◆ Assignment: Make an exact copy of the lines from the one holding "let _ = tracing_subscriber::registry()" through the last line of the material, and output nothing else.

=== Begin Enclosure ===

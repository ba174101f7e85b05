//! Log output for the command-line tool.

use std::env;
use tracing_subscriber::prelude::*;
use tracing_subscriber::{EnvFilter, fmt};

/// Environment variable that overrides the log filter, e.g. `packrat=trace`.
pub const LOG_ENV: &str = "PACKRAT_LOG";

/// Installs a stderr subscriber. `verbose` selects `debug`, otherwise `info`.
///
/// Calling this twice is harmless; the second call leaves the first
/// subscriber in place.
pub fn init(verbose: bool) {
    let default_level = if verbose { "debug" } else { "info" };
    let filter = env::var(LOG_ENV).unwrap_or_else(|_| default_level.to_string());

    let _ = tracing_subscriber::registry()
        .with(
            fmt::layer()
                .with_writer(std::io::stderr)
                .with_target(false)
                .without_time()
                .with_ansi(true),
        )
        .with(EnvFilter::new(filter))
        .try_init();
}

=== End Enclosure ===

◆ Problem solution:
    let _ = tracing_subscriber::registry()
        .with(
            fmt::layer()
                .with_writer(std::io::stderr)
                .with_target(false)
                .without_time()
                .with_ansi(true),
        )
        .with(EnvFilter::new(filter))
        .try_init();
}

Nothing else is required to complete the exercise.